*Exercise directions*: Your output should be the lines of the entries below, exactly, from the first one through the line that holds "pub enum ErrorKind".

*Dataset entries*:

______

//! Purpose: Single error model shared by the Tyco engine and the C ABI.
//! Exports: `Error`, `ErrorKind`, `Result`.
//! Role: Engine code returns `Error`; the ABI maps `ErrorKind` onto `tyco_status`.
//! Invariants: `Display` is the exact text handed to C callers as an error message.
//! Invariants: Location fields are optional and rendered only when present.
use std::error::Error as StdError;
use std::fmt;
use std::path::{Path, PathBuf};

pub type Result<T> = std::result::Result<T, Error>;

#[derive(Clone, Copy, Debug, Eq, PartialEq)]
pub enum ErrorKind {
    /// Caller misuse, such as a path that is not UTF-8.
    Usage,
    Io,
    Syntax,
    Type,
    Reference,
    Template,
    Internal,
}

impl ErrorKind {
    pub fn label(self) -> &'static str {
        match self {
            ErrorKind::Usage => "invalid argument",
            ErrorKind::Io => "io error",
            ErrorKind::Syntax => "syntax error",
            ErrorKind::Type => "type error",
            ErrorKind::Reference => "reference error",
            ErrorKind::Template => "template error",
            ErrorKind::Internal => "internal error",
        }
    }

    /// True for failures caused by the document rather than by the caller or the engine.
    pub fn is_document_failure(self) -> bool {
        matches!(
            self,
            ErrorKind::Io
                | ErrorKind::Syntax
                | ErrorKind::Type
                | ErrorKind::Reference
                | ErrorKind::Template
        )
    }
}

#[derive(Debug)]
pub struct Error {
    kind: ErrorKind,
    message: Option<String>,
    source_name: Option<String>,
    path: Option<PathBuf>,
    line: Option<usize>,
    source: Option<Box<dyn StdError + Send + Sync>>,
}

impl Error {
    pub fn new(kind: ErrorKind) -> Self {
        Self {
            kind,
            message: None,
            source_name: None,
            path: None,
            line: None,
            source: None,
        }
    }

    pub fn kind(&self) -> ErrorKind {
        self.kind
    }

    pub fn source_name(&self) -> Option<&str> {
        self.source_name.as_deref()
    }

    pub fn path(&self) -> Option<&Path> {
        self.path.as_deref()
    }

    pub fn line(&self) -> Option<usize> {
        self.line
    }

    pub fn with_message(mut self, message: impl Into<String>) -> Self {
        self.message = Some(message.into());
        self
    }

    pub fn with_source_name(mut self, name: impl Into<String>) -> Self {
        self.source_name = Some(name.into());
        self
    }

    pub fn with_path(mut self, path: impl Into<PathBuf>) -> Self {
        self.path = Some(path.into());
        self
    }

    pub fn with_line(mut self, line: usize) -> Self {
        self.line = Some(line);
        self
    }

    pub fn with_source(mut self, source: impl StdError + Send + Sync + 'static) -> Self {
        self.source = Some(Box::new(source));
        self
    }

    /// Attach a location unless one is already recorded.
    pub(crate) fn located(mut self, source_name: &str, line: usize) -> Self {
        if self.source_name.is_none() {
            self.source_name = Some(source_name.to_string());
        }
        if self.line.is_none() {
            self.line = Some(line);
        }
        self
    }
}

impl fmt::Display for Error {
    fn fmt(&self, f: &mut fmt::Formatter<'_>) -> fmt::Result {
        match (&self.source_name, self.line) {
            (Some(name), Some(line)) => write!(f, "{name}:{line}: ")?,
            (Some(name), None) => write!(f, "{name}: ")?,
            (None, Some(line)) => write!(f, "line {line}: ")?,
            (None, None) => {}
        }
        f.write_str(self.kind.label())?;
        if let Some(message) = &self.message {
            write!(f, ": {message}")?;
        }
        if let Some(path) = &self.path {
            write!(f, " (path: {})", path.display())?;
        }
        if let Some(source) = &self.source {
            write!(f, " ({source})")?;
        }
        Ok(())
    }
}

impl StdError for Error {
    fn source(&self) -> Option<&(dyn StdError + 'static)> {
        self.source
            .as_ref()
            .map(|source| source.as_ref() as &(dyn StdError + 'static))
    }
}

______

*Solution to the exercise*:
//! Purpose: Single error model shared by the Tyco engine and the C ABI.
//! Exports: `Error`, `ErrorKind`, `Result`.
//! Role: Engine code returns `Error`; the ABI maps `ErrorKind` onto `tyco_status`.
//! Invariants: `Display` is the exact text handed to C callers as an error message.
//! Invariants: Location fields are optional and rendered only when present.
use std::error::Error as StdError;
use std::fmt;
use std::path::{Path, PathBuf};

pub type Result<T> = std::result::Result<T, Error>;

#[derive(Clone, Copy, Debug, Eq, PartialEq)]
pub enum ErrorKind {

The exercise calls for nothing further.